=== AIM OF THE EXERCISE ===
From the entries below, please output exactly the lines starting at the one containing "let tau = [0.0, 0.0];" and ending at the one containing "their configuration/velocity kinematics.", both included.

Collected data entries
—————

//! Errors surfaced by the dynamics algorithms, layered on top of [`mechanism_model`]'s and
//! [`mechanism_state`]'s error kinds.

use std::fmt::Display;

#[derive(Debug, Clone, PartialEq)]
pub enum AlgorithmsError {
    State(mechanism_state::StateError),
    WrongSize(mechanism_model::DimensionMismatch),
    /// The mass matrix's Cholesky/LDLT factorization hit a non-positive pivot: the
    /// mechanism's generalized inertia is not positive definite at this configuration.
    SingularMassMatrix,
    /// The loop-closure constraint Jacobian's Schur complement was not positive definite:
    /// the mechanism's non-tree joints impose redundant or conflicting constraints.
    RedundantConstraints,
}

impl Display for AlgorithmsError {
    fn fmt(&self, f: &mut std::fmt::Formatter<'_>) -> std::fmt::Result {
        match self {
            AlgorithmsError::State(e) => Display::fmt(e, f),
            AlgorithmsError::WrongSize(e) => Display::fmt(e, f),
            AlgorithmsError::SingularMassMatrix => {
                write!(f, "mass matrix is not positive definite: Cholesky and LDLT factorization both failed")
            }
            AlgorithmsError::RedundantConstraints => {
                write!(f, "loop-closure constraint Jacobian is rank-deficient")
            }
        }
    }
}

impl std::error::Error for AlgorithmsError {}

impl From<mechanism_state::StateError> for AlgorithmsError {
    fn from(value: mechanism_state::StateError) -> Self {
        AlgorithmsError::State(value)
    }
}

impl From<mechanism_model::DimensionMismatch> for AlgorithmsError {
    fn from(value: mechanism_model::DimensionMismatch) -> Self {
        AlgorithmsError::WrongSize(value)
    }
}
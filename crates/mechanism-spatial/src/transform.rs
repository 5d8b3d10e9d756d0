//! Rigid transforms between tagged frames: rotation plus translation, with `act`/
//! `act_inv` spatial-vector actions, carrying the `before`/`after` frame tags so a
//! transform can only ever be composed or applied where the frames actually line up.

use crate::errors::FrameMismatch;
use crate::frame::FrameId;
use crate::rotation::Rotation3;
use crate::scalar::Scalar;
use crate::spatial::SpatialVector;
use crate::vector3::Vector3;

/// A rigid transform carrying a vector expressed in `before` into one expressed in `after`:
/// `Transform(after <- before)`.
#[derive(Copy, Clone, Debug, PartialEq)]
pub struct Transform<T: Scalar> {
    before: FrameId,
    after: FrameId,
    rotation: Rotation3<T>,
    translation: Vector3<T>,
}

impl<T: Scalar> Transform<T> {
    #[must_use]
    pub fn new(
        before: FrameId,
        after: FrameId,
        rotation: Rotation3<T>,
        translation: Vector3<T>,
    ) -> Self {
        Self {
            before,
            after,
            rotation,
            translation,
        }
    }

    #[must_use]
    pub fn identity(frame: FrameId) -> Self {
        Self::new(frame, frame, Rotation3::identity(), Vector3::zeros())
    }

    #[must_use]
    pub fn before(&self) -> FrameId {
        self.before
    }

    #[must_use]
    pub fn after(&self) -> FrameId {
        self.after
    }

    #[must_use]
    pub fn rotation(&self) -> &Rotation3<T> {
        &self.rotation
    }

    #[must_use]
    pub fn translation(&self) -> Vector3<T> {
        self.translation
    }

    #[must_use]
    pub fn inverse(&self) -> Self {
        let r_inv = self.rotation.transpose();
        Self::new(
            self.after,
            self.before,
            r_inv,
            -r_inv.apply(&self.translation),
        )
    }

    /// Composes `self: after <- before` with `other: before <- earlier` into `after <- earlier`.
    ///
    /// # Errors
    /// Returns [`FrameMismatch`] if `self.before() != other.after()`.
    pub fn compose(&self, other: &Self) -> Result<Self, FrameMismatch> {
        if self.before != other.after {
            return Err(FrameMismatch {
                operation: "Transform::compose",
                expected: self.before,
                got: other.after,
            });
        }
        Ok(Self::new(
            other.before,
            self.after,
            self.rotation * other.rotation,
            self.translation + self.rotation.apply(&other.translation),
        ))
    }

    /// Applies the adjoint action to a motion-type spatial vector (twist or acceleration)
    /// expressed in `before`, returning it expressed in `after`:
    /// `w' = R w`, `v' = R v + p x R w`.
    #[must_use]
    pub fn act_motion(&self, m: &SpatialVector<T>) -> SpatialVector<T> {
        let angular = self.rotation.apply(&m.angular());
        let linear = self.rotation.apply(&m.linear()) + self.translation.cross(&angular);
        SpatialVector::from_parts(angular, linear)
    }

    /// Applies the dual (force) action to a force-type spatial vector (wrench or momentum)
    /// expressed in `before`, returning it expressed in `after`:
    /// `n' = R n + p x R f`, `f' = R f`.
    #[must_use]
    pub fn act_force(&self, w: &SpatialVector<T>) -> SpatialVector<T> {
        let linear = self.rotation.apply(&w.linear());
        let angular = self.rotation.apply(&w.angular()) + self.translation.cross(&linear);
        SpatialVector::from_parts(angular, linear)
    }

    /// `self.inverse().act_motion(m)`, exposed directly to avoid rebuilding the inverse
    /// transform on every call in a hot loop.
    #[must_use]
    pub fn act_motion_inv(&self, m: &SpatialVector<T>) -> SpatialVector<T> {
        self.inverse().act_motion(m)
    }

    #[must_use]
    pub fn act_force_inv(&self, w: &SpatialVector<T>) -> SpatialVector<T> {
        self.inverse().act_force(w)
    }

    /// Converts this transform to another scalar type, component-wise.
    #[must_use]
    pub fn cast<U: Scalar>(&self) -> Transform<U> {
        Transform::new(self.before, self.after, self.rotation.cast(), self.translation.cast())
    }
}
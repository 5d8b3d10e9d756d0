//! Composite rigid body mass matrix: `for i in 1..n { for j climbing i's ancestor chain
//! { M[i,j] = S_j^T * (Ic_i S_i) } }`. Every quantity here is already cached in the world
//! frame, so the climb is plain vector addition with no reprojection: `F = Ic_i * S_i`
//! stays expressed in the world frame for the whole climb, and `M[i,j] = S_j^T F` at each
//! ancestor `j` directly.

use crate::errors::AlgorithmsError;
use crate::spatial_ops::apply_inertia;
use mechanism_joint::JointModel;
use mechanism_model::BodyId;
use mechanism_spatial::scalar::Scalar;
use mechanism_spatial::GeometricJacobian;
use mechanism_state::MechanismState;

/// The generalized mass matrix `M(q)`, flattened row-major, `nv x nv`.
///
/// # Errors
/// Returns [`AlgorithmsError::State`] if `state` is stale.
pub fn mass_matrix<T: Scalar>(state: &mut MechanismState<T>) -> Result<Vec<T>, AlgorithmsError> {
    state.check_fresh()?;
    let nbodies = state.mechanism().nbodies();
    let nv = state.velocity().len();
    let q_layout = state.q_layout().clone();
    let v_layout = state.v_layout().clone();
    let q: Vec<T> = state.configuration().to_vec();

    let joints: Vec<Option<mechanism_model::Joint<T>>> = (0..nbodies)
        .map(|i| state.mechanism().parent_joint(BodyId::new(i as u32)).cloned())
        .collect();

    let mut subspace_world: Vec<Option<GeometricJacobian<T>>> = vec![None; nbodies];
    for body_index in 1..nbodies {
        let Some(joint) = &joints[body_index] else {
            continue;
        };
        let index = joint.id.index();
        let q_joint = &q[q_layout.range(index)];
        let subspace = joint.variant.motion_subspace(q_joint);
        let transform_to_root = state.transform_to_root_cached(BodyId::new(body_index as u32));
        let mut world_columns = GeometricJacobian::zero(subspace.ncols());
        for col in 0..subspace.ncols() {
            world_columns.update_column(col, transform_to_root.act_motion(&subspace.column(col)));
        }
        subspace_world[body_index] = Some(world_columns);
    }

    let mut m = vec![T::zero(); nv * nv];
    for body_i in 1..nbodies {
        let Some(joint_i) = &joints[body_i] else {
            continue;
        };
        let Some(subspace_i) = &subspace_world[body_i] else {
            continue;
        };
        let range_i = v_layout.range(joint_i.id.index());
        let crb_i = state.crb_inertia_cached(BodyId::new(body_i as u32));
        let force_columns: Vec<_> = subspace_i
            .columns()
            .iter()
            .map(|col| apply_inertia(&crb_i, *col))
            .collect();

        let mut body_j = body_i;
        loop {
            let Some(subspace_j) = &subspace_world[body_j] else {
                break;
            };
            let joint_j = joints[body_j].as_ref().unwrap();
            let range_j = v_layout.range(joint_j.id.index());
            for (a, force) in force_columns.iter().enumerate() {
                for (b, col_j) in subspace_j.columns().iter().enumerate() {
                    let value = force.inner(col_j);
                    m[(range_i.start + a) * nv + (range_j.start + b)] = value;
                    m[(range_j.start + b) * nv + (range_i.start + a)] = value;
                }
            }
            let parent = joint_j.predecessor.index();
            if parent == mechanism_model::WORLD_ID {
                break;
            }
            body_j = parent;
        }
    }
    Ok(m)
}
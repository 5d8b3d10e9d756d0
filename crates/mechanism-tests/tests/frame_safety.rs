//! Scenario: composing two frame-tagged spatial quantities expressed in different
//! frames is rejected rather than silently producing a nonsense result.

use mechanism_spatial::{FrameId, SpatialVector, Twist};

#[test]
fn adding_twists_expressed_in_different_frames_fails() {
    let body = FrameId::new(1);
    let base = FrameId::new(0);
    let frame_a = FrameId::new(2);
    let frame_b = FrameId::new(3);

    let twist_a = Twist::new(body, base, frame_a, SpatialVector::<f64>::zero());
    let twist_b = Twist::new(body, base, frame_b, SpatialVector::<f64>::zero());

    let err = twist_a.checked_add(&twist_b).unwrap_err();
    assert_eq!(err.expected, frame_a);
    assert_eq!(err.got, frame_b);
}
//! Hunt-Crossley normal contact force: a nonlinear spring whose restitution is
//! modulated by the penetration depth itself, so that energy dissipates on approach
//! and the force vanishes continuously at separation (unlike a plain linear
//! spring-damper, which can pull the bodies back together once penetration reverses
//! sign before the damping term has decayed).

use mechanism_spatial::scalar::Scalar;

/// `stiffness * penetration * (1 + dissipation * penetration_rate)`, clamped at zero
/// both for `penetration <= 0` (no contact) and for a transient negative factor (rapid
/// separation outpacing the dissipation term), so the model never reports an adhesive
/// pull.
pub fn hunt_crossley_force<T: Scalar>(
    stiffness: T,
    dissipation: T,
    penetration: T,
    penetration_rate: T,
) -> T {
    if penetration <= T::zero() {
        return T::zero();
    }
    let damped = T::one() + dissipation * penetration_rate;
    let damped = if damped < T::zero() { T::zero() } else { damped };
    let force = stiffness * penetration * damped;
    if force < T::zero() { T::zero() } else { force }
}
//! Computes joint accelerations from applied torques for a two-link pendulum released
//! from a bent configuration.

use mechanism_rs::joint::revolute::JointModelRevolute;
use mechanism_rs::prelude::*;

fn build_double_pendulum() -> Mechanism<f64> {
    let mut mechanism = Mechanism::new(*STANDARD_GRAVITY);
    let root = mechanism.root_body();
    let root_frame = mechanism.bodies()[WORLD_ID].default_frame;
    let link_inertia = SpatialInertia::from_com_inertia(
        FrameId::new(0),
        1.0,
        Vector3::new(0.0, 0.0, -0.5),
        Symmetric3::identity(),
    );
    let (upper_arm, _) = mechanism
        .attach(
            root,
            "shoulder",
            JointWrapper::revolute(JointModelRevolute::new_ry()),
            Transform::identity(root_frame),
            Some(link_inertia),
        )
        .unwrap();
    mechanism
        .attach(
            upper_arm,
            "elbow",
            JointWrapper::revolute(JointModelRevolute::new_ry()),
            Transform::new(root_frame, root_frame, Rotation3::identity(), Vector3::new(0.0, 0.0, -1.0)),
            Some(link_inertia),
        )
        .unwrap();
    mechanism
}

fn main() {
    let mechanism = build_double_pendulum();
    let mut state = MechanismState::zero(mechanism);
    state.set_configuration(&[0.5, 0.2]).unwrap();

    let tau = [0.0, 0.0];
    let result = forward_dynamics(&mut state, &tau).expect("forward dynamics failed");
    println!("Joint accelerations under gravity alone: {:?}", result.vdot);
}
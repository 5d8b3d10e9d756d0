//! # **`mechanism`**: a scalar-generic rigid-body dynamics core
//!
//! `mechanism` computes forward and inverse dynamics, kinematic transforms, Jacobians,
//! momentum, and energy for a tree (or tree plus loop-closure) of rigid bodies
//! connected by joints. Every algorithm is generic over the scalar type a mechanism is
//! evaluated under: plain `f64` for simulation, or the shipped forward-mode dual
//! number for automatic differentiation, without touching the algorithm code itself.
//!
//! This crate is the facade: it re-exports the workspace's other crates under short
//! names and collects the common entry points into [`prelude`].
//!
//! ## Crates
//! - [`spatial`]: frames, transforms, twists, wrenches, spatial inertia, the scalar
//!   contract ([`spatial::scalar::Scalar`]) and its reference dual-number
//!   implementation ([`spatial::scalar::Dual`]).
//! - [`joint`]: joint variants (revolute, prismatic, fixed, floating, planar) and
//!   their configuration/velocity kinematics.
//! - [`model`]: the mechanism graph, its spanning tree and loop closures, and
//!   segmented-vector indexing.
//! - [`state`]: [`state::MechanismState`], the lazily-cached per-body kinematic and
//!   inertial state a mechanism is evaluated at.
//! - [`algorithms`]: inverse dynamics (RNEA), the composite rigid body mass matrix,
//!   bias forces, forward dynamics, momentum, and Jacobians.
//! - [`cache`]: the scalar-generic registry that amortises a mechanism's topology
//!   across the several scalar types it gets evaluated under.
//! - [`contact`]: the pluggable contact force-law interface and a reference
//!   Hunt-Crossley/Coulomb implementation.
//! - [`dynamics`]: [`dynamics::dynamics`], which folds contact force evaluation into
//!   forward dynamics for mechanisms carrying contact points.
//!
//! Parsing a model description (e.g. URDF) into a [`model::Mechanism`] and driving a
//! time-stepping simulation loop around [`dynamics::dynamics`] are both external
//! collaborators this crate does not provide.

pub use mechanism_algorithms as algorithms;
pub use mechanism_cache as cache;
pub use mechanism_contact as contact;
pub use mechanism_joint as joint;
pub use mechanism_model as model;
pub use mechanism_spatial as spatial;
pub use mechanism_state as state;

pub mod dynamics;
pub mod prelude;
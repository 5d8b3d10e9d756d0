//! Viscoelastic Coulomb friction: a tangential spring-damper (the "bristle") whose
//! deflection tracks relative sliding, with the resulting force clipped to the Coulomb
//! cone `|f| <= mu * normal_force`. Below the cone the contact sticks and the bristle
//! deflects at the full relative velocity; at the cone boundary it slips, and the
//! bristle's own deflection rate is scaled back so it does not keep winding up while
//! saturated.

use mechanism_spatial::scalar::Scalar;
use mechanism_spatial::Vector3;

/// Bristle deflection state is three scalars (a `Vector3`, packed flat); see
/// [`CoulombFriction::update`].
pub const STATE_SIZE: usize = 3;

pub struct CoulombFriction<T: Scalar> {
    pub friction_coefficient: T,
    pub stiffness: T,
    pub damping: T,
}

impl<T: Scalar> CoulombFriction<T> {
    #[must_use]
    pub fn new(friction_coefficient: T, stiffness: T, damping: T) -> Self {
        Self {
            friction_coefficient,
            stiffness,
            damping,
        }
    }

    /// `(friction_force, bristle_deflection_rate)` given the current normal force, the
    /// tangential relative velocity, and the current bristle deflection `z` (read out
    /// of the caller-owned flat state slice; must be `STATE_SIZE` long).
    #[must_use]
    pub fn update(
        &self,
        normal_force: T,
        tangential_velocity: Vector3<T>,
        state: &[T],
    ) -> (Vector3<T>, [T; STATE_SIZE]) {
        let z = Vector3::new(state[0], state[1], state[2]);
        let trial = (z.scale(self.stiffness) + tangential_velocity.scale(self.damping)).scale(-T::one());
        let bound = self.friction_coefficient * normal_force;
        let bound = if bound < T::zero() { T::zero() } else { bound };
        let magnitude = trial.norm();
        if magnitude > bound && magnitude > T::from_f64(1e-12) {
            let scale = bound / magnitude;
            (trial.scale(scale), [
                tangential_velocity.x() * scale,
                tangential_velocity.y() * scale,
                tangential_velocity.z() * scale,
            ])
        } else {
            (trial, [
                tangential_velocity.x(),
                tangential_velocity.y(),
                tangential_velocity.z(),
            ])
        }
    }
}

#[cfg(test)]
mod tests {
    use super::*;

    #[test]
    fn sticking_bristle_deflects_at_the_relative_velocity() {
        let model = CoulombFriction::new(0.8, 1e3, 10.0);
        let state = [0.0, 0.0, 0.0];
        let (force, rate) = model.update(100.0, Vector3::new(0.01, 0.0, 0.0), &state);
        assert!(force.norm() > 0.0);
        assert_eq!(rate, [0.01, 0.0, 0.0]);
    }

    #[test]
    fn slipping_force_never_exceeds_the_coulomb_cone() {
        let model = CoulombFriction::new(0.5, 1e6, 1e4);
        let state = [0.0, 0.0, 0.0];
        let (force, _) = model.update(10.0, Vector3::new(5.0, 0.0, 0.0), &state);
        assert!(force.norm() <= 0.5 * 10.0 + 1e-9);
    }

    #[test]
    fn zero_normal_force_bounds_friction_to_zero() {
        let model = CoulombFriction::new(0.5, 1e3, 10.0);
        let state = [0.1, 0.0, 0.0];
        let (force, _) = model.update(0.0, Vector3::new(1.0, 0.0, 0.0), &state);
        assert_eq!(force, Vector3::zeros());
    }
}
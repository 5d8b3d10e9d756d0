//! The untagged six-component spatial vector shared by twists, accelerations, wrenches
//! and momenta (angular half first, linear half second), with the cross/cross-star
//! operations spatial algebra needs.
//!
//! This type itself carries no frame tags; [`crate::twist::Twist`] and its siblings wrap
//! it with the three frame tags the operation signatures in the data model require.

use crate::scalar::Scalar;
use crate::vector3::Vector3;
use std::ops::{Add, Neg, Sub};

#[derive(Copy, Clone, Debug, Default, PartialEq)]
pub struct SpatialVector<T: Scalar> {
    angular: Vector3<T>,
    linear: Vector3<T>,
}

impl<T: Scalar> SpatialVector<T> {
    #[must_use]
    pub fn from_parts(angular: Vector3<T>, linear: Vector3<T>) -> Self {
        Self { angular, linear }
    }

    #[must_use]
    pub fn zero() -> Self {
        Self::from_parts(Vector3::zeros(), Vector3::zeros())
    }

    #[must_use]
    pub fn angular(&self) -> Vector3<T> {
        self.angular
    }

    #[must_use]
    pub fn linear(&self) -> Vector3<T> {
        self.linear
    }

    /// The spatial cross product for motion vectors: `v x m = (w x m.w, w x m.v + v x m.w)`.
    #[must_use]
    pub fn cross(&self, other: &Self) -> Self {
        Self::from_parts(
            self.angular.cross(&other.angular),
            self.angular.cross(&other.linear) + self.linear.cross(&other.angular),
        )
    }

    /// The dual (force) cross product `v x* f = (w x f.w + v x f.v, w x f.v)`, used to
    /// propagate wrenches under a moving frame in inverse dynamics.
    #[must_use]
    pub fn cross_star(&self, other: &Self) -> Self {
        Self::from_parts(
            self.angular.cross(&other.angular) + self.linear.cross(&other.linear),
            self.angular.cross(&other.linear),
        )
    }

    #[must_use]
    pub fn inner(&self, other: &Self) -> T {
        self.angular.dot(&other.angular) + self.linear.dot(&other.linear)
    }

    #[must_use]
    pub fn scale(&self, factor: T) -> Self {
        Self::from_parts(self.angular.scale(factor), self.linear.scale(factor))
    }
}

impl<T: Scalar> Add for SpatialVector<T> {
    type Output = SpatialVector<T>;

    fn add(self, rhs: Self) -> Self::Output {
        Self::from_parts(self.angular + rhs.angular, self.linear + rhs.linear)
    }
}

impl<T: Scalar> Sub for SpatialVector<T> {
    type Output = SpatialVector<T>;

    fn sub(self, rhs: Self) -> Self::Output {
        Self::from_parts(self.angular - rhs.angular, self.linear - rhs.linear)
    }
}

impl<T: Scalar> Neg for SpatialVector<T> {
    type Output = SpatialVector<T>;

    fn neg(self) -> Self::Output {
        Self::from_parts(-self.angular, -self.linear)
    }
}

—————

=== ANSWER FOR THE TASK ===
    let tau = [0.0, 0.0];
    let result = forward_dynamics(&mut state, &tau).expect("forward dynamics failed");
    println!("Joint accelerations under gravity alone: {:?}", result.vdot);
}
repository 5d8b3d10e9d756d0
//! # **`mechanism`**: a scalar-generic rigid-body dynamics core
//!
//! `mechanism` computes forward and inverse dynamics, kinematic transforms, Jacobians,
//! momentum, and energy for a tree (or tree plus loop-closure) of rigid bodies
//! connected by joints. Every algorithm is generic over the scalar type a mechanism is
//! evaluated under: plain `f64` for simulation, or the shipped forward-mode dual
//! number for automatic differentiation, without touching the algorithm code itself.
//!
//! This crate is the facade: it re-exports the workspace's other crates under short
//! names and collects the common entry points into [`prelude`].
//!
//! ## Crates
//! - [`spatial`]: frames, transforms, twists, wrenches, spatial inertia, the scalar
//!   contract ([`spatial::scalar::Scalar`]) and its reference dual-number
//!   implementation ([`spatial::scalar::Dual`]).
//! - [`joint`]: joint variants (revolute, prismatic, fixed, floating, planar) and
//!   their configuration/velocity kinematics.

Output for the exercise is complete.